About Orthopaedics: Fueled by innovation at the intersection of biology and technology, we’re developing the next generation of smarter, less invasive, more personalized treatments. Are you passionate about improving and expanding the possibilities of Orthopaedics? Ready to join a team that’s reimagining how we heal? Our Orthopaedics teams help keep more than 6 million people moving each year while delivering clinical and economic value to surgeons and healthcare systems. Our teams build solutions for joint reconstruction; trauma and craniomaxillofacial; sports, extremities, and elective foot and ankle; spine; and robotics and digital surgery.

Your unique talents will help patients on their journey to wellness. You will be responsible for supporting end‑to‑end contamination control and sterility assurance practices across Global Orthopedics. This role supports research and development, manufacturing, sourcing, and delivery activities to ensure compliance with applicable international regulations and standards. You will report to a Sterility Assurance Supervisor or Sterility Assurance Manager and collaborate with internal and external partners to support product cleanliness, sterility assurance, and regulatory compliance.

You Will Be Responsible For:

• Supporting R&D activities, including design for cleanability, decontamination, and sterilizability.
• Supporting selection, validation, and adoption of sterilization modalities and processes.
• Establishing and maintaining contamination control, environmental monitoring, and sterility assurance programs.
• Providing sterility assurance input into new manufacturing operations, equipment, facilities, and suppliers.
• Supporting design and validation of manufacturing processes, packaging systems, and controlled environments from a microbiological perspective.
• Supporting MAKE initiatives through risk assessments, bioburden management, and dose audit programs.
• Leading or supporting non‑conformances, CAPAs, and observations related to sterility assurance and contamination control.
• Working with internal and external laboratories to support microbiological and sterility testing in compliance with cGMP and SOP requirements.
• Supporting inspections, audits, regulatory submissions, and design history file documentation.
• Influencing standards and best practices through participation in internal councils and external industry or standards associations.

Qualifications / Requirements:

• Bachelor’s degree in Microbiology, Biology, Engineering, or a related discipline; advanced degree (MS or PhD) preferred.
• Minimum of 1-2 years’ experience in a medical device or pharmaceutical GMP and/or similarly regulated environment.
• Experience in microbiology, sterilization validation (terminal, aseptic, and/or reprocessing), and environmental controls.
• Proven experience troubleshooting microbiological, aseptic processing, or sterilization non‑conformances and CAPA activities.
• Strong knowledge of regulatory requirements including FDA QSR and ISO 13485; familiarity with ISO/EN/AAMI standards preferred.
• Experience interacting with regulatory or auditing bodies (e.g. FDA, EU authorities) preferred.
• Strong interpersonal, organisational, and written and verbal communication skills.
• Ability to work independently while collaborating effectively in a team environment.
• Strong organisational, time‑management, and flexibility skills.
• Proficiency in Microsoft Office applications (Word, Excel, PowerPoint) and analytical software.

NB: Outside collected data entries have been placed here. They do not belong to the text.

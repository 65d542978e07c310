//! Point-mass gravity and explicit integrators for small N-body systems.
//!
//! Units are whatever the scenario uses consistently; `G` is the SI value, so
//! the four-body preset uses solar-scale masses over short distances.

use std::ops::Add;

use glam::DVec2;
use serde::{Deserialize, Serialize};

/// Gravitational constant.
pub const G: f64 = 6.67408e-11;
/// Mass of a star in the four-body preset, in Earth masses.
pub const STAR_MASS: f64 = 333_000.0;
pub const EARTH_MASS: f64 = 1.0;

#[derive(Debug, Clone, PartialEq, Serialize, Deserialize)]
pub struct Body {
    pub name: String,
    pub mass: f64,
    #[serde(default)]
    pub position: DVec2,
    #[serde(default)]
    pub velocity: DVec2,
}

impl Body {
    pub fn new(name: impl Into<String>, mass: f64, position: DVec2, velocity: DVec2) -> Self {
        Self {
            name: name.into(),
            mass,
            position,
            velocity,
        }
    }

    /// Acceleration this body feels from `other`: `G * m_other / r²` towards it.
    ///
    /// Coincident bodies exert no acceleration on each other.
    pub fn acceleration_from(&self, other: &Body) -> DVec2 {
        let offset = other.position - self.position;
        let distance_squared = offset.length_squared();
        if distance_squared == 0.0 {
            return DVec2::ZERO;
        }
        let intensity = G * other.mass / distance_squared;
        offset / distance_squared.sqrt() * intensity
    }

    pub fn cumulative_acceleration<'a>(&self, others: impl IntoIterator<Item = &'a Body>) -> DVec2 {
        others
            .into_iter()
            .fold(DVec2::ZERO, |total, other| total + self.acceleration_from(other))
    }

    pub fn derivative<'a>(&self, others: impl IntoIterator<Item = &'a Body>) -> Derivative {
        Derivative {
            velocity: self.velocity,
            acceleration: self.cumulative_acceleration(others),
        }
    }

    pub fn kinetic_energy(&self) -> f64 {
        0.5 * self.mass * self.velocity.length_squared()
    }
}

/// Rate of change of one body's state.
#[derive(Debug, Clone, Copy, PartialEq, Default)]
pub struct Derivative {
    pub velocity: DVec2,
    pub acceleration: DVec2,
}

impl Derivative {
    pub fn scale(&self, factor: f64) -> Derivative {
        Derivative {
            velocity: self.velocity * factor,
            acceleration: self.acceleration * factor,
        }
    }

    pub fn halve(&self) -> Derivative {
        self.scale(0.5)
    }
}

impl Add for Derivative {
    type Output = Derivative;

    fn add(self, rhs: Derivative) -> Derivative {
        Derivative {
            velocity: self.velocity + rhs.velocity,
            acceleration: self.acceleration + rhs.acceleration,
        }
    }
}

impl<'a, 'b> Add<&'b Derivative> for &'a Body {
    type Output = Body;

    fn add(self, rhs: &'b Derivative) -> Body {
        Body {
            name: self.name.clone(),
            mass: self.mass,
            position: self.position + rhs.velocity,
            velocity: self.velocity + rhs.acceleration,
        }
    }
}

/// Ordered set of mutually attracting bodies.
#[derive(Debug, Clone, PartialEq, Default, Serialize, Deserialize)]
pub struct System {
    bodies: Vec<Body>,
}

impl System {
    pub fn new(bodies: Vec<Body>) -> Self {
        Self { bodies }
    }

    pub fn bodies(&self) -> &[Body] {
        &self.bodies
    }

    pub fn body(&self, name: &str) -> Option<&Body> {
        self.bodies.iter().find(|body| body.name == name)
    }

    pub fn len(&self) -> usize {
        self.bodies.len()
    }

    pub fn is_empty(&self) -> bool {
        self.bodies.is_empty()
    }

    /// Derivative of every body against all the others, in body order.
    pub fn euler_delta(&self) -> Vec<Derivative> {
        self.bodies
            .iter()
            .enumerate()
            .map(|(index, body)| {
                body.derivative(
                    self.bodies
                        .iter()
                        .enumerate()
                        .filter(|(other, _)| *other != index)
                        .map(|(_, other)| other),
                )
            })
            .collect()
    }

    /// Classical fourth-order Runge-Kutta increment for a step of `dt`.
    pub fn rk4_delta(&self, dt: f64) -> Vec<Derivative> {
        let k1 = scale_all(&self.euler_delta(), dt);
        let k2 = scale_all(&self.advanced_by(&scale_all(&k1, 0.5)).euler_delta(), dt);
        let k3 = scale_all(&self.advanced_by(&scale_all(&k2, 0.5)).euler_delta(), dt);
        let k4 = scale_all(&self.advanced_by(&k3).euler_delta(), dt);

        k1.iter()
            .zip(&k2)
            .zip(&k3)
            .zip(&k4)
            .map(|(((a, b), c), d)| (*a + b.scale(2.0) + c.scale(2.0) + *d).scale(1.0 / 6.0))
            .collect()
    }

    pub fn euler_step(&self, dt: f64) -> System {
        self.advanced_by(&scale_all(&self.euler_delta(), dt))
    }

    pub fn rk4_step(&self, dt: f64) -> System {
        self.advanced_by(&self.rk4_delta(dt))
    }

    /// Applies one derivative per body. Extra derivatives are ignored.
    pub fn advanced_by(&self, deltas: &[Derivative]) -> System {
        System {
            bodies: self
                .bodies
                .iter()
                .zip(deltas)
                .map(|(body, delta)| body + delta)
                .collect(),
        }
    }

    pub fn kinetic_energy(&self) -> f64 {
        self.bodies.iter().map(Body::kinetic_energy).sum()
    }

    pub fn potential_energy(&self) -> f64 {
        let mut energy = 0.0;
        for (index, body) in self.bodies.iter().enumerate() {
            for other in &self.bodies[index + 1..] {
                let distance = body.position.distance(other.position);
                if distance > 0.0 {
                    energy -= G * body.mass * other.mass / distance;
                }
            }
        }
        energy
    }

    pub fn total_energy(&self) -> f64 {
        self.kinetic_energy() + self.potential_energy()
    }

    pub fn momentum(&self) -> DVec2 {
        self.bodies
            .iter()
            .fold(DVec2::ZERO, |total, body| total + body.velocity * body.mass)
    }
}

fn scale_all(deltas: &[Derivative], factor: f64) -> Vec<Derivative> {
    deltas.iter().map(|delta| delta.scale(factor)).collect()
}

Company Changes: Johnson & Johnson announced plans to separate our Orthopaedics business to establish a standalone orthopaedics company, operating as DePuy Synthes. The process of the planned separation is anticipated to be completed within 18 to 24 months, subject to legal requirements, including consultation with works councils and other employee representative bodies, as may be required, regulatory approvals and other customary conditions and approvals. Should you accept this position, it is anticipated that, following conclusion of the transaction, you would be an employee of DePuy Synthes and your employment would be governed by DePuy Synthes employment processes, programs, policies, and benefit plans. In that case, details of any planned changes would be provided to you by DePuy Synthes at an appropriate time and subject to any necessary consultation processes.